E le notizie negative che continuano ad arrivare hanno quasi tutte la stessa origine: Obama.
Alla già pesantissima e difficile da digerire, seppure sacrosanta, riforma sanitaria (3000Mld$), il Presidente ha aggiunto la tassa di responsabilità della crisi a carico delle maggiori banche e assicurazioni (117Mld$) e, peggio ancora, ha fissato nuovi limiti alle loro dimensioni. Inoltre, agli istituti che beneficiano delle rete di salvataggio Usa, ha detto, non dovrebbe essere permesso tornare a fare trading per profitto.
Tutte cose moralmente condivisibili ma, mi chiedo, c’era bisogno di fare tutto insieme? A me sembra che stia venendo fuori il vizio genetico di Obama: l’essere democratico e, come tale, ogni tanto, sentire il bisogno imperioso di dire qualcosa “di sinistra”. Il che non sarebbe un peccato se fosse detto “ogni tanto” , ora invece nel giro di poche settimane ha sparato tre siluri al capitalismo americano da far venire la pelle d'oca.

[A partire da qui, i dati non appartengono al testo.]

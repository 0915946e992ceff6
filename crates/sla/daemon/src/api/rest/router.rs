//! API Router configuration

use super::handlers;
use super::state::AppState;
use axum::{
    routing::{get, post},
    Router,
};
use tower_http::trace::TraceLayer;

/// Create the main API router
pub fn create_router(state: AppState) -> Router {
    let api_routes = Router::new()
        .route("/health", get(handlers::health_check))
        // Tracking records
        .route("/tracking/:ticket_id", get(handlers::get_tracking_record))
        // Cycles
        .route("/cycles", post(handlers::run_cycle))
        .route("/cycles/trigger", post(handlers::trigger_cycle));

    Router::new()
        .nest("/api/v1", api_routes)
        .layer(TraceLayer::new_for_http())
        .with_state(state)
}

La proposta più sconcertante è proprio il ridimensionamento del volume e delle attività delle grandi Banche e Assicurazioni. In una competizione globale, come l’attuale, significherebbe affogarle e renderle facili prede degli istituti europei e cinesi. Non a caso l’Europa ha immediatamente preso le distanze e ha detto che non seguirà Obama nel suo progetto.
Le grandi banche e assicurazioni americane sono il capitalismo americano e quindi sono l’America. Affossare loro equivale ad affossare l’America. Pratiche sgradevoli come i super bonus andavano affrontate chirurgicamente e non uccidendo l’intera istituzione.
L’America ha paura, e lo ha già manifestato con i risultati in Massachusetts. Comincia a chiedersi chi ha realmente mandato alla Presidenza. Lo abbiamo eletto per effettive capacità o ci siamo fatti imbambolare dal suo sorriso e dalla sua eloquenza? Che esperienza ha maturato per poter ricoprire quel ruolo così importante? Si è sempre battuto per i diritti civili, è vero, ma è sufficiente per dirigere il maggior paese capitalista?.
E mentre cercano risposte le Borse crollano. A questo punto solo una persona ci può salvare: Hillary Clinton, per il cognome che porta e perché è donna. Il primo motivo gli ha consentito di fare esperienza “dal vivo” ai tempi della presidenza del marito, che se ne è guardato bene dal fare ciò che sta facendo Obama. Il secondo motivo le conferisce una prudenza e un equilibrio che in questo momento può essere estremamente utile. Tutto questo a patto di farsi sentire dal Capo. Forza Hillary! Fallo ragionare, siamo tutti con te.